## REQUIRED ACTION
Scan the entries for the word "written". Every line that has it should be copied.

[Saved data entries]
= = = = =

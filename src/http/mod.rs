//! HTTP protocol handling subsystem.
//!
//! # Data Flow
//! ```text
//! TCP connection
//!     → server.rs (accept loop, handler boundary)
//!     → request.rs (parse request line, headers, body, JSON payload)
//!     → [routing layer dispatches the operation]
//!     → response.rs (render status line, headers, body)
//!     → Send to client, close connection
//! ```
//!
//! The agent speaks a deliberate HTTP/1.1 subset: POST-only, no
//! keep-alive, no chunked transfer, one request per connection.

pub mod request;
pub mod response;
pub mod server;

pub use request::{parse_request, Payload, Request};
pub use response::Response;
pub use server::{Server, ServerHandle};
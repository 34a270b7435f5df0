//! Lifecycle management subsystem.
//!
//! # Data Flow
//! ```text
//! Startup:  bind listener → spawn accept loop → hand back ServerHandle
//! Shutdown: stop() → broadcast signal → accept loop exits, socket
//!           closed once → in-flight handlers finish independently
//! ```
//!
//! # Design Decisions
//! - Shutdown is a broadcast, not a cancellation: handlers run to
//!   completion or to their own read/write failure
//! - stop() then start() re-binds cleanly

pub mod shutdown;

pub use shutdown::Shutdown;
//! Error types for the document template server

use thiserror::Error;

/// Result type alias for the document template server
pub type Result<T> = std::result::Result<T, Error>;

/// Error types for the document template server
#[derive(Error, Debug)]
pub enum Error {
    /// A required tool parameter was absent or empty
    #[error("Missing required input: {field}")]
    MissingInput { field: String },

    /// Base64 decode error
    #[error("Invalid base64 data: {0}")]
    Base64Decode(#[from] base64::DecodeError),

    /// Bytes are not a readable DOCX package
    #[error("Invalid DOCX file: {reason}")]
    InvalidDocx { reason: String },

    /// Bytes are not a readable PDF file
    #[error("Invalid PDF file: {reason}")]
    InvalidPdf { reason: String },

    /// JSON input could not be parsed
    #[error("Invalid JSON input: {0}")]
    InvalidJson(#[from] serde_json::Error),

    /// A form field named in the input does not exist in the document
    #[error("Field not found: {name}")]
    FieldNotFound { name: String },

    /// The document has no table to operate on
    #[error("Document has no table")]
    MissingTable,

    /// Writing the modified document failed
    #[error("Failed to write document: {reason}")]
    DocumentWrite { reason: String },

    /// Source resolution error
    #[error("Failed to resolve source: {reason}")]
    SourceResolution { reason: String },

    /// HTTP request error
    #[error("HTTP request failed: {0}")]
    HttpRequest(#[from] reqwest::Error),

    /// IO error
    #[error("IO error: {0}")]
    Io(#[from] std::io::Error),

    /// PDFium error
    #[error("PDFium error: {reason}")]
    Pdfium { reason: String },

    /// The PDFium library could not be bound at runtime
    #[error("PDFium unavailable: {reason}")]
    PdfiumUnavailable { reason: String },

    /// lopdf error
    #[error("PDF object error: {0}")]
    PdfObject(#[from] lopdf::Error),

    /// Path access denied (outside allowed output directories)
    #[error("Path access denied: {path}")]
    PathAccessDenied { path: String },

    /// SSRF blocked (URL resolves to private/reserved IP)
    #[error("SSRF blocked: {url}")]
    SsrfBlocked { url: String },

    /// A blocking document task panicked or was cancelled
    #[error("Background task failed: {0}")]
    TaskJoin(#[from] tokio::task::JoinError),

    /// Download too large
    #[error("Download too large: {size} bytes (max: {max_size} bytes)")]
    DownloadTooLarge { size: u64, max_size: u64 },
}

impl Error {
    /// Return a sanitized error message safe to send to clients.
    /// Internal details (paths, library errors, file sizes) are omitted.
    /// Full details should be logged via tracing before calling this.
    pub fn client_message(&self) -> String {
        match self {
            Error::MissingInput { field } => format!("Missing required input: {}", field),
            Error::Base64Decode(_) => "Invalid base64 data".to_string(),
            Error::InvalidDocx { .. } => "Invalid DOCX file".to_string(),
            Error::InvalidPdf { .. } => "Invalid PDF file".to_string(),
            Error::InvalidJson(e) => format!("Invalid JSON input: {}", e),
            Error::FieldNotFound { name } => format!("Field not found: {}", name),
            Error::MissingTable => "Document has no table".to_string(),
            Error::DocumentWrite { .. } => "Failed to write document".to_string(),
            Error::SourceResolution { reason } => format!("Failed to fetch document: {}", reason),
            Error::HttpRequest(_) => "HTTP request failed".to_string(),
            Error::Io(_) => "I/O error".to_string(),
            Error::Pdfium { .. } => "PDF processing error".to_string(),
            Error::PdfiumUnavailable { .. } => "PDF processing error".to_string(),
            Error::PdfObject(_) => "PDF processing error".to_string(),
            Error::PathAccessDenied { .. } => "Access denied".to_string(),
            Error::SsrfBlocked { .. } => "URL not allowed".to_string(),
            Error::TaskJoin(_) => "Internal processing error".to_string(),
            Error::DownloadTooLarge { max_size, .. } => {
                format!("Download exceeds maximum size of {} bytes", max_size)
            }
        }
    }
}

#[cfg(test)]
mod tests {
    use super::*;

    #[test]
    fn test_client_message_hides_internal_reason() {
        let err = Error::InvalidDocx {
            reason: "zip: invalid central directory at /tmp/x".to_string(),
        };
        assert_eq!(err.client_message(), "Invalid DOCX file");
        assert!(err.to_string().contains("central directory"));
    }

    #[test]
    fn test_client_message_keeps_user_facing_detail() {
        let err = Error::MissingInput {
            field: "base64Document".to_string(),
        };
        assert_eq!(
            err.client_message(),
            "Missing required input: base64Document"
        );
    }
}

= = = = =

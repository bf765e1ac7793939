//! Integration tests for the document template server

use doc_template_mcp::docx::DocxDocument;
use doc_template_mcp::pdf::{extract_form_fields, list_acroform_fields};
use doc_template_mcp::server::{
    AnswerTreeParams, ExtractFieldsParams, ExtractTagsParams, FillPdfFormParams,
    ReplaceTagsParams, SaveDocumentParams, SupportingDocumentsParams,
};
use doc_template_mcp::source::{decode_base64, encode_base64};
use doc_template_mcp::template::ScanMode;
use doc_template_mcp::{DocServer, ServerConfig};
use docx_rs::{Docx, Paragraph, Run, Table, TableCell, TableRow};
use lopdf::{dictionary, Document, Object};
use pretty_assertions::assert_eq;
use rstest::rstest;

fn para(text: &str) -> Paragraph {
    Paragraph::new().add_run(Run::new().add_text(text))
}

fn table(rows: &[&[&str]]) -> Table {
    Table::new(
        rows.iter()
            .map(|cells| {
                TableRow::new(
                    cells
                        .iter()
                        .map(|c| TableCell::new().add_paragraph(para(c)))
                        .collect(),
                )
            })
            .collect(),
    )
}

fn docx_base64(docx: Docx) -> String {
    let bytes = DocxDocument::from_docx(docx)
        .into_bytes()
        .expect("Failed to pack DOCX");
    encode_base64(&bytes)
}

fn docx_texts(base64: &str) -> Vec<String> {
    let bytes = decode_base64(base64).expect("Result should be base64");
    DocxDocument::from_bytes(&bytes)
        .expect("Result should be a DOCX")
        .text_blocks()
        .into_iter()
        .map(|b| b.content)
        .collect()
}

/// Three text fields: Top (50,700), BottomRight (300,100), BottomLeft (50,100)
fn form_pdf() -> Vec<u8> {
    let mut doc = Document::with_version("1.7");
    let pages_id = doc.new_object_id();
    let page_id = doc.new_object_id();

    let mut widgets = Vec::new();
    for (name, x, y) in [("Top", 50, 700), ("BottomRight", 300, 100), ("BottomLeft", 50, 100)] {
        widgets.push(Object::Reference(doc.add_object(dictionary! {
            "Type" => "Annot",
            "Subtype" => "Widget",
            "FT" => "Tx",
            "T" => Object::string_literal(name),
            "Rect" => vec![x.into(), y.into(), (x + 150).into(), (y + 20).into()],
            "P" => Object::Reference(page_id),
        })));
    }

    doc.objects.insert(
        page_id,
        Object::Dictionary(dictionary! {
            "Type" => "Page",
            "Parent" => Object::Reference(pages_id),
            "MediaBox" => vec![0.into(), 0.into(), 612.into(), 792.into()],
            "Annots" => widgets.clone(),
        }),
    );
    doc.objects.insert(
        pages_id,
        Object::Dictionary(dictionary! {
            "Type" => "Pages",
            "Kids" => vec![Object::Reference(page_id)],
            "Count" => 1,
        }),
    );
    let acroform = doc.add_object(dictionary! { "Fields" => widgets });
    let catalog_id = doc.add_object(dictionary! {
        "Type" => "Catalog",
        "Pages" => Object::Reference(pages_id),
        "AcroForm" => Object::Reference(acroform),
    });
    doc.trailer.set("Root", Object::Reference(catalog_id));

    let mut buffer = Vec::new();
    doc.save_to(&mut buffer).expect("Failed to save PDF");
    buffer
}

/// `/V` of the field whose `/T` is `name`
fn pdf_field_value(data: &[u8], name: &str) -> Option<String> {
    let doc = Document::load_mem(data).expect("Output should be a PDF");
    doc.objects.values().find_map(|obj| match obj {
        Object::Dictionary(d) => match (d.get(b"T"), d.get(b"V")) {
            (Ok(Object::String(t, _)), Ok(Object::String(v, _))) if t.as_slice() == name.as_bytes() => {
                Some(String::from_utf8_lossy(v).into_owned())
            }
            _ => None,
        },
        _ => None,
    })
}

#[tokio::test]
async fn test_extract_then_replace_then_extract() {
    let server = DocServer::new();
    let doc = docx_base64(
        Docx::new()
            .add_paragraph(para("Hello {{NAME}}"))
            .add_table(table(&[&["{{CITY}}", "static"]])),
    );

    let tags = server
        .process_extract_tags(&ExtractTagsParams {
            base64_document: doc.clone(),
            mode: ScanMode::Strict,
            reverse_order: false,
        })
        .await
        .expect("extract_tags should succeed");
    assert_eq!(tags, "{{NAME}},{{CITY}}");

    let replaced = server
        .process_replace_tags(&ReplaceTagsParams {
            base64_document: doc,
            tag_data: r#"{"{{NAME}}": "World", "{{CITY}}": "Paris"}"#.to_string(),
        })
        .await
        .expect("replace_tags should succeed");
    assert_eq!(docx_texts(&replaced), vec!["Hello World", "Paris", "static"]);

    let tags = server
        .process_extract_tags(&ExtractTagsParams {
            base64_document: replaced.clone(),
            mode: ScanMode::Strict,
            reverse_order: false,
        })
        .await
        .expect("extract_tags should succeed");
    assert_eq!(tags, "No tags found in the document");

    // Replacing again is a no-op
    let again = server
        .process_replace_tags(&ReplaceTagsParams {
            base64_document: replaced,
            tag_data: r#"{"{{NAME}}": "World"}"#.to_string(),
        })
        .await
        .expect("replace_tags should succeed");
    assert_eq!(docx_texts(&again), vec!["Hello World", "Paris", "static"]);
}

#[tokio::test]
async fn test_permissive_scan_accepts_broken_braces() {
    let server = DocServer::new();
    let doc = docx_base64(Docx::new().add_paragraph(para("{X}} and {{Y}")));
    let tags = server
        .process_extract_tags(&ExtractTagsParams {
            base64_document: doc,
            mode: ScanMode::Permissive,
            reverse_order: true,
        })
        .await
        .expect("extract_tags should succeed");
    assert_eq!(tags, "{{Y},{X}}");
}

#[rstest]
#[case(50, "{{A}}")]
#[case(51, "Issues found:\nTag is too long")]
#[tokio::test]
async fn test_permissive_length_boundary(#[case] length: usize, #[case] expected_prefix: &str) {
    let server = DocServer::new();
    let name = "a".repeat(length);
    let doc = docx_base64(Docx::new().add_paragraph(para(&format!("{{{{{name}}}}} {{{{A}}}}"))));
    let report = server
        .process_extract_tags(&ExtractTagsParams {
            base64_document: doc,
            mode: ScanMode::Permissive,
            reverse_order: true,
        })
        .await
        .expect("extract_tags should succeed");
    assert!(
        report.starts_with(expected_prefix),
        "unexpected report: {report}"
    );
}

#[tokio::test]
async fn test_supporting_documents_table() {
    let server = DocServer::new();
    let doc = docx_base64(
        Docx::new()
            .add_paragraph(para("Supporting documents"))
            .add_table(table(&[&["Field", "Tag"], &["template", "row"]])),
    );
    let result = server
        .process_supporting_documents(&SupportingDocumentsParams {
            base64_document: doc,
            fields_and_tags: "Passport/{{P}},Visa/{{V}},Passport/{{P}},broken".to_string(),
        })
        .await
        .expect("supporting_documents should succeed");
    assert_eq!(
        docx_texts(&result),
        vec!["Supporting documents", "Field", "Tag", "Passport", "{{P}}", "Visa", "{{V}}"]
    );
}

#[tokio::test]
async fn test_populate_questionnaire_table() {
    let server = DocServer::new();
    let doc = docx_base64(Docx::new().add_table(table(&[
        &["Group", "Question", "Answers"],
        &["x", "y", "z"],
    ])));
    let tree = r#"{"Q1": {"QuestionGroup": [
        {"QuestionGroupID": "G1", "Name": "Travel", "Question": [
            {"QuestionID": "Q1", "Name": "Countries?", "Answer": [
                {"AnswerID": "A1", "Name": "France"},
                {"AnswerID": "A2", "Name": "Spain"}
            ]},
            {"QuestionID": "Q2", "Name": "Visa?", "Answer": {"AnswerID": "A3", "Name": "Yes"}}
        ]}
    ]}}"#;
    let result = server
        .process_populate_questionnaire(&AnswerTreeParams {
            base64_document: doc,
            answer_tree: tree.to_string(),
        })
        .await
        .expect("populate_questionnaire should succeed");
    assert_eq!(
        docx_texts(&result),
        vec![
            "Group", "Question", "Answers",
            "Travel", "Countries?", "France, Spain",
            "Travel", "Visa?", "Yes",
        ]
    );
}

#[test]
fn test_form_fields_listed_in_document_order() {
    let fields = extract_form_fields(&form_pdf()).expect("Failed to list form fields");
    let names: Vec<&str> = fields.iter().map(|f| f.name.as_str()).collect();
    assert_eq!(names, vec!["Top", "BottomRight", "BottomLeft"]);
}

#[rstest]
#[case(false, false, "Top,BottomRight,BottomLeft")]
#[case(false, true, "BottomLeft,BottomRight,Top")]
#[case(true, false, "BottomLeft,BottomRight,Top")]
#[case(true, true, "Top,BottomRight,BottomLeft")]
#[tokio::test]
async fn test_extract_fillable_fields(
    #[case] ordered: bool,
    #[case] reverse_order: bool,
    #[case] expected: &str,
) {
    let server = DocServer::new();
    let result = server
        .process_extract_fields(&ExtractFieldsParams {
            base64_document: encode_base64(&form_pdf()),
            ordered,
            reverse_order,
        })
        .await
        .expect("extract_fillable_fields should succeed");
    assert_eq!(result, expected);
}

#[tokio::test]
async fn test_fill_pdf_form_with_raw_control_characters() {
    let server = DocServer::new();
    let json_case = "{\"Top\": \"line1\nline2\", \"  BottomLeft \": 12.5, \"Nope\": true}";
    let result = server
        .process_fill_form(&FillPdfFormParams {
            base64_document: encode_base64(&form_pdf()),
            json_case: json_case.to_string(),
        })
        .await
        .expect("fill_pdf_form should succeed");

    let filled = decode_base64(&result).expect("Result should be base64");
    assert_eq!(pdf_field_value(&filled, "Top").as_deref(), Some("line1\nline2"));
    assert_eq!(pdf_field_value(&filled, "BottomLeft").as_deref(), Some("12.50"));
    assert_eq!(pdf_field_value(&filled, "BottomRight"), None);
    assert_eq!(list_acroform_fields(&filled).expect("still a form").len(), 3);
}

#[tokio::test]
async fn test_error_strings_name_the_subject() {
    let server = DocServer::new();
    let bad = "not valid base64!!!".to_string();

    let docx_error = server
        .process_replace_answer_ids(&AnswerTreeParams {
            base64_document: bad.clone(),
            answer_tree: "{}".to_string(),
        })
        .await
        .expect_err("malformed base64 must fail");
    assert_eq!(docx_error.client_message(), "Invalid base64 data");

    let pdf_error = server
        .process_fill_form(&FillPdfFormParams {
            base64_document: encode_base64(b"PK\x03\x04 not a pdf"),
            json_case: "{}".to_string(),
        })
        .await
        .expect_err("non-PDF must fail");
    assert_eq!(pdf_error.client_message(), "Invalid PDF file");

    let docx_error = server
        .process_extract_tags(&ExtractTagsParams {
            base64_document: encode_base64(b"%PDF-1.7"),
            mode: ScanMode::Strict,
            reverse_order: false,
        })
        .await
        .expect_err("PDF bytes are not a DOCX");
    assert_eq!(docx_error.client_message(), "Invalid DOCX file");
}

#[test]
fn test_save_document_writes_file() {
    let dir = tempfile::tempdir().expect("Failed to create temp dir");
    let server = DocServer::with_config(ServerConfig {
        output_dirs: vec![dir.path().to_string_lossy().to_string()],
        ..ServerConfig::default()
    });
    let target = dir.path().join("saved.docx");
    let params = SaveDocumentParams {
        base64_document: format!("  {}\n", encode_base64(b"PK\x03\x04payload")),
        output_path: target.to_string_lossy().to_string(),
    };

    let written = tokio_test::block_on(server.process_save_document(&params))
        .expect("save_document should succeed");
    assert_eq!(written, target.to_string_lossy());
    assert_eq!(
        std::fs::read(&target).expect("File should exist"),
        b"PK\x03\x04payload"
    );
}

= = = = =

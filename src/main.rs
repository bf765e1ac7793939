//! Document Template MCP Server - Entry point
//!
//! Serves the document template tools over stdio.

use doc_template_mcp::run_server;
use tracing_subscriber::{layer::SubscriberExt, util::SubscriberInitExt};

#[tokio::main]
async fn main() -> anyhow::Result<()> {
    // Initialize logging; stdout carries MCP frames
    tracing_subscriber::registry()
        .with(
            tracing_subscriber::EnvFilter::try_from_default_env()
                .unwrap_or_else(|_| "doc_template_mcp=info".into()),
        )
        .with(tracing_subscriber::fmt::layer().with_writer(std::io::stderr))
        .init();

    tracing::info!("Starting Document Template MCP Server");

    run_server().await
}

= = = = =

## FINISHED TASK
    let written = tokio_test::block_on(server.process_save_document(&params))
    assert_eq!(written, target.to_string_lossy());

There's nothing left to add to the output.